Start of Dataset records

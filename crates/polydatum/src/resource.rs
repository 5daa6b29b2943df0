//! Lazily created, exactly-once-closed resources.
//!
//! A [`Resource`] is a factory registered under a unique name. The first time
//! a context asks for that name, the factory builds a provider, the context
//! acquires it, and the resulting value is cached for the rest of the
//! context. Providers that became ready are released exactly once when the
//! context exits.

use std::any::Any;
use std::collections::BTreeMap;
use std::fmt;
use std::sync::{Arc, Weak};

use crate::context::ExecutionContext;
use crate::errors::{DalError, RegistryKind};
use crate::fault::Fault;
use crate::manager::DataManager;
use crate::protocol::{Provider, Step};

/// Value produced by a resource provider.
pub type ResourceValue = Arc<dyn Any + Send + Sync>;

/// Provider created for one resource in one context.
pub type ResourceProvider = Box<dyn Provider<Ready = ResourceValue>>;

/// Factory for per-context resource providers.
pub trait Resource: Send + Sync {
    /// Builds a fresh provider for `context`.
    fn provider(&self, context: &ExecutionContext) -> ResourceProvider;

    /// Called once when the owning manager is built.
    ///
    /// The handle cannot be upgraded until `build` has returned.
    fn setup(&self, _manager: &Weak<DataManager>) {}
}

/// Resource that hands out a fixed value.
#[derive(Clone)]
pub struct ValueResource {
    value: ResourceValue,
}

impl ValueResource {
    /// Wraps `value`.
    #[must_use]
    pub fn new<T>(value: T) -> Self
    where
        T: Any + Send + Sync,
    {
        Self {
            value: Arc::new(value),
        }
    }

    /// Shares an existing allocation, so callers can keep a handle to it.
    #[must_use]
    pub fn from_arc<T>(value: Arc<T>) -> Self
    where
        T: Any + Send + Sync,
    {
        Self { value }
    }
}

impl fmt::Debug for ValueResource {
    fn fmt(&self, formatter: &mut fmt::Formatter<'_>) -> fmt::Result {
        formatter.debug_struct("ValueResource").finish_non_exhaustive()
    }
}

impl Resource for ValueResource {
    fn provider(&self, _context: &ExecutionContext) -> ResourceProvider {
        Box::new(ValueProvider {
            value: Some(Arc::clone(&self.value)),
        })
    }
}

struct ValueProvider {
    value: Option<ResourceValue>,
}

impl Provider for ValueProvider {
    type Ready = ResourceValue;

    fn acquire(&mut self, _context: &ExecutionContext) -> Result<Step<ResourceValue>, Fault> {
        Ok(self.value.take().map_or(Step::Done, Step::Ready))
    }

    fn release(
        &mut self,
        _context: &ExecutionContext,
        fault: Option<&Fault>,
    ) -> Result<Step<ResourceValue>, Fault> {
        fault.map_or(Ok(Step::Done), |in_flight| Err(in_flight.clone()))
    }
}

type AcquireFn<T> = dyn Fn(&ExecutionContext) -> Result<T, Fault> + Send + Sync;
type ReleaseFn<T> = dyn Fn(&T, Option<&Fault>) -> Result<(), Fault> + Send + Sync;

/// Resource built from an acquire closure and a release closure.
///
/// The release closure always runs for a value that was acquired. It sees
/// the in-flight fault but cannot suppress it; returning an error records a
/// new exit error instead.
pub struct FnResource<T> {
    acquire: Arc<AcquireFn<T>>,
    release: Arc<ReleaseFn<T>>,
}

impl<T> FnResource<T>
where
    T: Any + Send + Sync,
{
    /// Creates a resource from two closures.
    pub fn new<A, R>(acquire: A, release: R) -> Self
    where
        A: Fn(&ExecutionContext) -> Result<T, Fault> + Send + Sync + 'static,
        R: Fn(&T, Option<&Fault>) -> Result<(), Fault> + Send + Sync + 'static,
    {
        Self {
            acquire: Arc::new(acquire),
            release: Arc::new(release),
        }
    }

    /// Creates a resource whose value needs no cleanup.
    pub fn acquire_only<A>(acquire: A) -> Self
    where
        A: Fn(&ExecutionContext) -> Result<T, Fault> + Send + Sync + 'static,
    {
        Self::new(acquire, |_, _| Ok(()))
    }
}

impl<T> fmt::Debug for FnResource<T> {
    fn fmt(&self, formatter: &mut fmt::Formatter<'_>) -> fmt::Result {
        formatter.debug_struct("FnResource").finish_non_exhaustive()
    }
}

impl<T> Resource for FnResource<T>
where
    T: Any + Send + Sync,
{
    fn provider(&self, _context: &ExecutionContext) -> ResourceProvider {
        Box::new(FnProvider {
            acquire: Arc::clone(&self.acquire),
            release: Arc::clone(&self.release),
            value: None,
        })
    }
}

struct FnProvider<T> {
    acquire: Arc<AcquireFn<T>>,
    release: Arc<ReleaseFn<T>>,
    value: Option<Arc<T>>,
}

impl<T> Provider for FnProvider<T>
where
    T: Any + Send + Sync,
{
    type Ready = ResourceValue;

    fn acquire(&mut self, context: &ExecutionContext) -> Result<Step<ResourceValue>, Fault> {
        let value = Arc::new((self.acquire)(context)?);
        self.value = Some(Arc::clone(&value));
        let shared: ResourceValue = value;
        Ok(Step::Ready(shared))
    }

    fn release(
        &mut self,
        _context: &ExecutionContext,
        fault: Option<&Fault>,
    ) -> Result<Step<ResourceValue>, Fault> {
        if let Some(value) = self.value.take() {
            (self.release)(&value, fault)?;
        }
        fault.map_or(Ok(Step::Done), |in_flight| Err(in_flight.clone()))
    }
}

/// Name to resource factory table.
#[derive(Default)]
pub struct ResourceRegistry {
    resources: BTreeMap<String, Arc<dyn Resource>>,
}

impl ResourceRegistry {
    /// Creates an empty registry.
    #[must_use]
    pub fn new() -> Self {
        Self::default()
    }

    /// Registers `resource` under `name`.
    ///
    /// # Errors
    ///
    /// Returns [`DalError::AlreadyExists`] when `name` is taken.
    pub fn register(
        &mut self,
        name: impl Into<String>,
        resource: Arc<dyn Resource>,
    ) -> Result<(), DalError> {
        let name = name.into();
        if self.resources.contains_key(&name) {
            return Err(DalError::already_exists(RegistryKind::Resource, name));
        }
        self.resources.insert(name, resource);
        Ok(())
    }

    /// Registers `resource` under `name`, overwriting any existing entry.
    pub fn replace(
        &mut self,
        name: impl Into<String>,
        resource: Arc<dyn Resource>,
    ) -> Option<Arc<dyn Resource>> {
        self.resources.insert(name.into(), resource)
    }

    /// Returns the factory registered under `name`.
    #[must_use]
    pub fn get(&self, name: &str) -> Option<Arc<dyn Resource>> {
        self.resources.get(name).cloned()
    }

    /// Returns `true` when `name` is registered.
    #[must_use]
    pub fn contains(&self, name: &str) -> bool {
        self.resources.contains_key(name)
    }

    /// Iterates over registered names in order.
    pub fn names(&self) -> impl Iterator<Item = &str> {
        self.resources.keys().map(String::as_str)
    }

    pub(crate) fn setup_all(&self, manager: &Weak<DataManager>) {
        for resource in self.resources.values() {
            resource.setup(manager);
        }
    }
}

impl fmt::Debug for ResourceRegistry {
    fn fmt(&self, formatter: &mut fmt::Formatter<'_>) -> fmt::Result {
        formatter
            .debug_set()
            .entries(self.resources.keys())
            .finish()
    }
}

End of Dataset records

Requirement
Where a line in the entries holds the word "handle", copy that line.

Answer area
    /// The handle cannot be upgraded until `build` has returned.
    /// Shares an existing allocation, so callers can keep a handle to it.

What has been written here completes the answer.